O próprio Coen (usando pseudônimo), ao lado de Lucian Johnston, é responsável pela montagem do filme, que é marcada por fusões de uma imagem estranha para outra ainda mais estranha, criando um efeito quase de terror. A Tragédia de Macbeth se passa num mundo pesadelo noir criando imagens inesquecíveis – os soldados se transformando na floresta que se move ou o trio de bruxas (todas interpretadas por Kathryn Hunter) logo na primeira cena.

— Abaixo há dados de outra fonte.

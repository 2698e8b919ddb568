//! Explorer session: the focal work, the selected node and the expansion state.
//!
//! The session is the context object the surrounding application keeps
//! between interactions. Builds only ever read it.

use serde::{Deserialize, Serialize};

use crate::classify::TripleClassifier;
use crate::model::{BuildOptions, ExpansionState, GraphModel, build_work_graph};
use crate::ontology::{CLASS_NODE_PREFIX, OntologyClass};
use crate::query::QueryService;
use crate::traverse::{TraversalConfig, TraversalEngine, TraversalResult};

/// What a click from the rendering collaborator refers to.
#[derive(Debug, Clone, PartialEq, Eq, Serialize, Deserialize)]
#[serde(rename_all = "snake_case", tag = "kind", content = "id")]
pub enum ClickTarget {
    /// A class-group node; holds the expansion key with `"class:"` stripped.
    ClassGroup(String),
    /// An instance node.
    Entity(String),
}

impl ClickTarget {
    pub fn parse(raw: &str) -> Self {
        match raw.strip_prefix(CLASS_NODE_PREFIX) {
            Some(key) => ClickTarget::ClassGroup(key.to_string()),
            None => ClickTarget::Entity(raw.to_string()),
        }
    }

    /// IRI to look up in the detail panel. Artifact sub-groups resolve to
    /// the umbrella class.
    pub fn detail_iri(&self) -> &str {
        match self {
            ClickTarget::ClassGroup(key) => match OntologyClass::from_key(key) {
                Some(class) if class.is_artifact_split() => OntologyClass::Artifact.key(),
                _ => key.as_str(),
            },
            ClickTarget::Entity(iri) => iri.as_str(),
        }
    }
}

/// Per-user exploration state.
#[derive(Debug, Clone, Default, PartialEq, Eq, Serialize, Deserialize)]
pub struct ExplorerSession {
    selected_work: Option<String>,
    selected_node: Option<ClickTarget>,
    expansion: ExpansionState,
}

impl ExplorerSession {
    pub fn new() -> Self {
        Self::default()
    }

    /// Make `iri` the focal work. Clears the node selection.
    pub fn select_work(&mut self, iri: impl Into<String>) {
        let iri = iri.into();
        tracing::info!(work = %iri, "work selected");
        self.selected_work = Some(iri);
        self.selected_node = None;
    }

    /// Apply a click. Class-group clicks toggle their expansion entry;
    /// instance clicks only change the selection.
    pub fn handle_click(&mut self, raw: &str) -> ClickTarget {
        let target = ClickTarget::parse(raw);
        if let ClickTarget::ClassGroup(key) = &target {
            let expanded = self.expansion.toggle(key);
            tracing::debug!(key = %key, expanded, "class group toggled");
        }
        self.selected_node = Some(target.clone());
        target
    }

    /// IRI for the detail panel: the selected node, else the focal work.
    pub fn detail_target(&self) -> Option<&str> {
        self.selected_node
            .as_ref()
            .map(ClickTarget::detail_iri)
            .or(self.selected_work.as_deref())
    }

    pub fn selected_work(&self) -> Option<&str> {
        self.selected_work.as_deref()
    }

    pub fn selected_node(&self) -> Option<&ClickTarget> {
        self.selected_node.as_ref()
    }

    pub fn expansion(&self) -> &ExpansionState {
        &self.expansion
    }

    pub fn expansion_mut(&mut self) -> &mut ExpansionState {
        &mut self.expansion
    }

    /// Traverse around the focal work and build its graph against the
    /// current expansion snapshot. `None` when no work is selected.
    pub fn build_graph<Q: QueryService + ?Sized>(
        &self,
        service: &Q,
        traversal: TraversalConfig,
        options: &BuildOptions,
    ) -> Option<(TraversalResult, GraphModel)> {
        let work = self.selected_work.as_deref()?;
        let engine = TraversalEngine::new(service, TripleClassifier::default(), traversal);
        let result = engine.traverse(work);
        let model = build_work_graph(&result, &self.expansion, options);
        Some((result, model))
    }
}

#[cfg(test)]
mod tests {
    use super::*;
    use crate::ontology::USED_ARTIFACT_KEY;

    const CLAIM: &str = "http://purl.org/spar/amo/Claim";

    #[test]
    fn class_prefix_is_stripped() {
        assert_eq!(
            ClickTarget::parse("class:http://purl.org/spar/amo/Claim"),
            ClickTarget::ClassGroup(CLAIM.into())
        );
        assert_eq!(
            ClickTarget::parse("http://ex.org/A1"),
            ClickTarget::Entity("http://ex.org/A1".into())
        );
    }

    #[test]
    fn class_click_toggles_and_entity_click_does_not() {
        let mut session = ExplorerSession::new();
        session.select_work("http://ex.org/W1");

        session.handle_click("class:http://purl.org/spar/amo/Claim");
        assert!(session.expansion().is_expanded(CLAIM));
        assert_eq!(session.detail_target(), Some(CLAIM));

        let before = session.expansion().clone();
        session.handle_click("http://ex.org/A1");
        assert_eq!(session.expansion(), &before);
        assert_eq!(session.detail_target(), Some("http://ex.org/A1"));

        session.handle_click("class:http://purl.org/spar/amo/Claim");
        assert!(!session.expansion().is_expanded(CLAIM));
    }

    #[test]
    fn selecting_a_work_resets_node_selection() {
        let mut session = ExplorerSession::new();
        assert_eq!(session.detail_target(), None);
        session.select_work("http://ex.org/W1");
        session.handle_click("http://ex.org/A1");
        session.select_work("http://ex.org/W2");
        assert_eq!(session.selected_node(), None);
        assert_eq!(session.detail_target(), Some("http://ex.org/W2"));
    }

    #[test]
    fn artifact_subgroup_details_resolve_to_umbrella() {
        let mut session = ExplorerSession::new();
        session.handle_click(&format!("class:{USED_ARTIFACT_KEY}"));
        assert!(session.expansion().is_expanded(USED_ARTIFACT_KEY));
        assert_eq!(session.detail_target(), Some(OntologyClass::Artifact.key()));
    }
}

A verdade é que há inúmeros momentos de beleza e horror visual, transformando esse num filme que demanda múltiplas revisões, não apenas pela sua riqueza textual e visual, mas por puro prazer estético da beleza das imagens.
 
Coen conseguiu um pequeno – ou talvez nem tão pequeno assim – milagre de trazer frescor a algo altamente conhecido – e já adaptado por mestres como Orson Welles ou Akira Kurosawa –, e fazer parecer que é a primeira vez na vida que vemos a tragédia de Macbeth. Ao mesmo tempo, cria um grande problema para os futuros e futuras aspirantes a adaptar a peça. “Quando nos veremos novamente?”, pergunta uma das bruxas na primeira fala do filme/peça. Bem, não importa quando será, mas dificilmente estaremos diante de algo tão impressionante.